La Cité fertile à Pantin, l'une des friches SNCF devenue lieu de vie dans le Grand Paris / © Adrien Roux
La Cité fertile à Pantin, une emprise SNCF devenue lieu de vie dans le Grand Paris / © Adrien Roux

Afin de faire face aux défis sociaux et écologiques, en ville comme dans les territoires ruraux, le collectif Nouvelles Urbanités, qui rassemble acteurs publics et privés, propose quatorze actions à mettre en œuvre dans les trois ans.

Le collectif Nouvelles urbanités regroupe architectes, urbanistes, bureaux d’études, acteurs institutionnels, élus locaux, propriétaires, gestionnaires de lieux, aménageurs, bailleurs, promoteurs, géographes, designers, sociologues, artistes, habitants, universitaires, journalistes et citoyens. Les initiateurs de cette démarche sont à retrouver à la fin du texte.

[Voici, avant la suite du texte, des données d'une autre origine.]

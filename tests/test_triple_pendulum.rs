//! Long-run behaviour of the triple pendulum kernel
//!
//! - Finite state over 10,000 steps for a range of step sizes
//! - Energy drift bound at the reference cadence (dt = 0.002)
//! - Angle wrap after every step
//! - Reproducible trajectories from injected initial conditions

use approx::assert_relative_eq;
use rand::rngs::StdRng;
use rand::SeedableRng;
use std::f64::consts::PI;
use tripendulum::pendulum::dynamics;
use tripendulum::prelude::*;
use tripendulum::utils::constants::STATE_DIM;
use tripendulum::utils::wrap_angle;

const SEEDS: [u64; 5] = [1, 7, 42, 1234, 987_654_321];

#[test]
fn test_state_stays_finite() {
    for &dt in &[0.001, 0.002, 0.005, 0.01] {
        for &seed in &SEEDS {
            let mut pendulum = TriplePendulum::with_seed(9.81, seed);
            for n in 0..10_000 {
                pendulum.step(dt);
                assert!(
                    pendulum.state().is_finite(),
                    "dt={} seed={} went non-finite at step {}",
                    dt,
                    seed,
                    n
                );
            }
        }
    }
}

#[test]
fn test_state_stays_finite_for_other_gravities() {
    for planet in Planet::ALL {
        let mut pendulum = TriplePendulum::with_seed(planet.gravity(), 5);
        pendulum.advance(0.002, 10_000);
        assert!(pendulum.state().is_finite(), "{}", planet.label());
    }
}

#[test]
fn test_energy_drift_bound() {
    let g = 9.81;
    // Potential energy spans [-6g, 6g]; E0 itself can sit near zero
    let scale = 6.0 * g;

    for &seed in &SEEDS {
        let mut pendulum = TriplePendulum::with_seed(g, seed);
        let e0 = pendulum.state().energy();

        let mut worst: f64 = 0.0;
        for _ in 0..10_000 {
            pendulum.step(0.002);
            worst = worst.max((pendulum.state().energy() - e0).abs());
        }

        assert!(
            worst / scale < 0.01,
            "seed={} relative drift {}",
            seed,
            worst / scale
        );
    }
}

#[test]
fn test_angles_wrapped_after_every_step() {
    let mut pendulum = TriplePendulum::with_seed(9.81, 77);
    for _ in 0..10_000 {
        pendulum.step(0.002);
        for &theta in &pendulum.state().theta {
            assert!((-PI..PI).contains(&theta), "theta = {}", theta);
        }
    }
}

#[test]
fn test_reset_then_positions_follow_kinematics() {
    let mut pendulum = TriplePendulum::with_seed(9.81, 2024);
    pendulum.advance(0.002, 500);
    pendulum.reset();

    let theta = pendulum.state().theta;
    let p = pendulum.positions();

    let x1 = theta[0].sin();
    let y1 = theta[0].cos();
    let x2 = x1 + theta[1].sin();
    let y2 = y1 + theta[1].cos();
    let x3 = x2 + theta[2].sin();
    let y3 = y2 + theta[2].cos();

    assert_relative_eq!(p.bob(0).x, x1, epsilon = 1e-15);
    assert_relative_eq!(p.bob(0).y, y1, epsilon = 1e-15);
    assert_relative_eq!(p.bob(1).x, x2, epsilon = 1e-15);
    assert_relative_eq!(p.bob(1).y, y2, epsilon = 1e-15);
    assert_relative_eq!(p.tip().x, x3, epsilon = 1e-15);
    assert_relative_eq!(p.tip().y, y3, epsilon = 1e-15);
}

#[test]
fn test_positions_do_not_mutate_state() {
    let pendulum = TriplePendulum::with_seed(9.81, 8);
    let before = pendulum.state().clone();
    let _ = pendulum.positions();
    let _ = pendulum.positions();
    assert_eq!(pendulum.state(), &before);
}

/// Six RK4 steps written out directly against the dynamics function
fn reference_rk4(mut y: [f64; STATE_DIM], g: f64, dt: f64, steps: usize) -> [f64; STATE_DIM] {
    let f = |y: &[f64; STATE_DIM]| {
        let mut out = [0.0; STATE_DIM];
        dynamics::derivatives(y, g, &mut out);
        out
    };

    for _ in 0..steps {
        let mut tmp = [0.0; STATE_DIM];
        let k1 = f(&y);
        for i in 0..STATE_DIM {
            tmp[i] = y[i] + k1[i] * dt * 0.5;
        }
        let k2 = f(&tmp);
        for i in 0..STATE_DIM {
            tmp[i] = y[i] + k2[i] * dt * 0.5;
        }
        let k3 = f(&tmp);
        for i in 0..STATE_DIM {
            tmp[i] = y[i] + k3[i] * dt;
        }
        let k4 = f(&tmp);
        for i in 0..STATE_DIM {
            y[i] += dt / 6.0 * (k1[i] + 2.0 * k2[i] + 2.0 * k3[i] + k4[i]);
        }
        for theta in y[..3].iter_mut() {
            *theta = wrap_angle(*theta);
        }
    }
    y
}

#[test]
fn test_end_to_end_six_steps() {
    let g = 9.81;
    let theta = [2.0, 2.5, -1.0];
    let state = PendulumState::from_angles(g, theta, [0.0; 3]);

    let mut pendulum = TriplePendulum::from_state(state.clone());
    for _ in 0..6 {
        pendulum.step(0.002);
    }

    let expected = reference_rk4(state.as_vector(), g, 0.002, 6);
    let actual = pendulum.state().as_vector();
    assert_eq!(actual, expected);

    let expected_positions =
        BobPositions::project(&[expected[0], expected[1], expected[2]], &[1.0; 3]);
    assert_eq!(pendulum.positions(), expected_positions);
}

#[test]
fn test_random_injection_is_reproducible() {
    let mut rng_a = StdRng::seed_from_u64(31337);
    let mut rng_b = StdRng::seed_from_u64(31337);
    let mut a = PendulumState::random(9.81, &mut rng_a);
    let mut b = PendulumState::random(9.81, &mut rng_b);

    let mut ia = Integrator::new();
    let mut ib = Integrator::new();
    ia.advance(&mut a, 0.002, 3000);
    ib.advance(&mut b, 0.002, 3000);

    assert_eq!(a, b);
}

#[test]
fn test_sensitive_to_initial_conditions() {
    let mut a =
        TriplePendulum::from_state(PendulumState::from_angles(9.81, [2.0, 2.0, 2.0], [0.0; 3]));
    let mut b = TriplePendulum::from_state(PendulumState::from_angles(
        9.81,
        [2.0 + 1e-9, 2.0, 2.0],
        [0.0; 3],
    ));

    let mut widest: f64 = 0.0;
    for _ in 0..10_000 {
        a.step(0.002);
        b.step(0.002);
        widest = widest.max((a.positions().tip() - b.positions().tip()).norm());
    }

    assert!(widest > 0.1, "trajectories stayed within {}", widest);
}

Face aux urgences — environnementales, sociales, sociétales — nous, acteurs des villes et des territoires, expérimentons et fabriquons de nouvelles urbanités. Notre point de départ : la conscience claire et éprouvée que nous devons revoir nos envies, nos concepts, nos méthodes, nos pratiques, nos manières de coopérer ; en bref revoir notre conception de l’urbain, de ce qui permet d’être ensemble et de fabriquer du commun. Il nous faut rapidement créer de nouveaux savoir-faire pour accueillir de nouveaux savoir-être et rendre possible des projets inattendus.

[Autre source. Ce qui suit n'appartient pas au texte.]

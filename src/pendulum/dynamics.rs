//! Equations of motion of the triple pendulum
//!
//! State layout is `[θ1, θ2, θ3, ω1, ω2, ω3]`. The angular accelerations
//! solve `M·α = F` with
//!
//! ```text
//! M = [[3,          cos(θ1-θ2), cos(θ1-θ3)],
//!      [cos(θ1-θ2), 2,          cos(θ2-θ3)],
//!      [cos(θ1-θ3), cos(θ2-θ3), 1         ]]
//! ```
//!
//! The diagonal weights count the bobs hanging at or below each joint, and
//! the gravity terms carry the same weights. Both are fixed by the mass and
//! length configuration and are not parameters.
//!
//! `det(M) >= 2` for every real angle triple, so the closed-form solve
//! below never divides by zero.

use nalgebra::{Matrix3, Vector3};

use crate::utils::constants::STATE_DIM;

/// Pairwise cosines and sines of the angle differences
#[derive(Debug, Clone, Copy)]
struct Coupling {
    c12: f64,
    c13: f64,
    c23: f64,
    s12: f64,
    s13: f64,
    s23: f64,
}

impl Coupling {
    #[inline]
    fn new(th1: f64, th2: f64, th3: f64) -> Self {
        let (s12, c12) = (th1 - th2).sin_cos();
        let (s13, c13) = (th1 - th3).sin_cos();
        let (s23, c23) = (th2 - th3).sin_cos();
        Self {
            c12,
            c13,
            c23,
            s12,
            s13,
            s23,
        }
    }

    #[inline]
    fn mass_matrix(&self) -> Matrix3<f64> {
        Matrix3::new(
            3.0, self.c12, self.c13, //
            self.c12, 2.0, self.c23, //
            self.c13, self.c23, 1.0,
        )
    }

    #[inline]
    fn forcing(&self, y: &[f64; STATE_DIM], g: f64) -> Vector3<f64> {
        let (w1, w2, w3) = (y[3], y[4], y[5]);
        Vector3::new(
            -3.0 * g * y[0].sin() - w2 * w2 * self.s12 - w3 * w3 * self.s13,
            -2.0 * g * y[1].sin() + w1 * w1 * self.s12 - w3 * w3 * self.s23,
            -g * y[2].sin() + w1 * w1 * self.s13 + w2 * w2 * self.s23,
        )
    }
}

/// Mass/coupling matrix `M` for the given angles
pub fn mass_matrix(theta: &[f64; 3]) -> Matrix3<f64> {
    Coupling::new(theta[0], theta[1], theta[2]).mass_matrix()
}

/// Forcing vector `F`: gravity plus centripetal coupling terms
pub fn forcing(y: &[f64; STATE_DIM], g: f64) -> Vector3<f64> {
    Coupling::new(y[0], y[1], y[2]).forcing(y, g)
}

/// Solve `m·x = f` with Cramer's rule
///
/// Closed-form 3×3 adjugate/determinant expansion. No pivoting and no
/// failure path; `m` must be non-singular, which holds for every mass
/// matrix produced by [`mass_matrix`].
#[inline]
pub fn solve_3x3(m: &Matrix3<f64>, f: &Vector3<f64>) -> Vector3<f64> {
    let (m00, m01, m02) = (m[(0, 0)], m[(0, 1)], m[(0, 2)]);
    let (m10, m11, m12) = (m[(1, 0)], m[(1, 1)], m[(1, 2)]);
    let (m20, m21, m22) = (m[(2, 0)], m[(2, 1)], m[(2, 2)]);
    let (f0, f1, f2) = (f[0], f[1], f[2]);

    let det = m00 * (m11 * m22 - m12 * m21) - m01 * (m10 * m22 - m12 * m20)
        + m02 * (m10 * m21 - m11 * m20);
    let inv_det = 1.0 / det;

    let a0 = inv_det
        * (f0 * (m11 * m22 - m12 * m21) - m01 * (f1 * m22 - m12 * f2)
            + m02 * (f1 * m21 - m11 * f2));
    let a1 = inv_det
        * (m00 * (f1 * m22 - m12 * f2) - f0 * (m10 * m22 - m12 * m20)
            + m02 * (m10 * f2 - f1 * m20));
    let a2 = inv_det
        * (m00 * (m11 * f2 - f1 * m21) - m01 * (m10 * f2 - f1 * m20)
            + f0 * (m10 * m21 - m11 * m20));

    Vector3::new(a0, a1, a2)
}

/// Time derivative of the state, written into `out`
///
/// `out[0..3]` are the angular velocities, `out[3..6]` the angular
/// accelerations. Pure and allocation-free.
#[inline]
pub fn derivatives(y: &[f64; STATE_DIM], g: f64, out: &mut [f64; STATE_DIM]) {
    let coupling = Coupling::new(y[0], y[1], y[2]);
    let alpha = solve_3x3(&coupling.mass_matrix(), &coupling.forcing(y, g));

    out[0] = y[3];
    out[1] = y[4];
    out[2] = y[5];
    out[3] = alpha[0];
    out[4] = alpha[1];
    out[5] = alpha[2];
}

/// Total mechanical energy `½·ωᵀMω − g·(3cosθ1 + 2cosθ2 + cosθ3)`
///
/// This is the Lagrangian whose Euler-Lagrange equations are implemented by
/// [`derivatives`], so it is conserved by the exact flow.
pub fn total_energy(y: &[f64; STATE_DIM], g: f64) -> f64 {
    let m = mass_matrix(&[y[0], y[1], y[2]]);
    let omega = Vector3::new(y[3], y[4], y[5]);
    let kinetic = 0.5 * omega.dot(&(m * omega));
    let potential = -g * (3.0 * y[0].cos() + 2.0 * y[1].cos() + y[2].cos());
    kinetic + potential
}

Sur le territoire national et, au-delà, dans le monde entier depuis plusieurs années, de nombreux exemples de lieux d’expérimentation nous guident pour penser autrement notre action, inspirer notre réflexion, et changer notre regard sur nos capacités de faire. Le Pavillon français « Lieux infinis », dû aux architectes Encore Heureux, et la biennale d’Architecture de Venise de 2018 intitulée « Freespace » en ont été une expression, un commencement de mise en forme et de déploiement. Au quotidien, les Grands Voisins, Shakirail, la Station – Gare des Mines, Ground Control, la Cité Fertile, Coco Velten, les Halles du Faubourg, la Padaf, la Friche Lucien, la Grenze, Des Milliers d’Ici et tant d’autres font la démonstration que l’on peut faire de la ville, de la convivialité, de la solidarité, de la mixité fonctionnelle, de l’emploi, des services, du logement, des loisirs, de la culture, de la formation, de la mobilité, du commerce et des espaces publics autrement. Il y a là des réussites éclatantes.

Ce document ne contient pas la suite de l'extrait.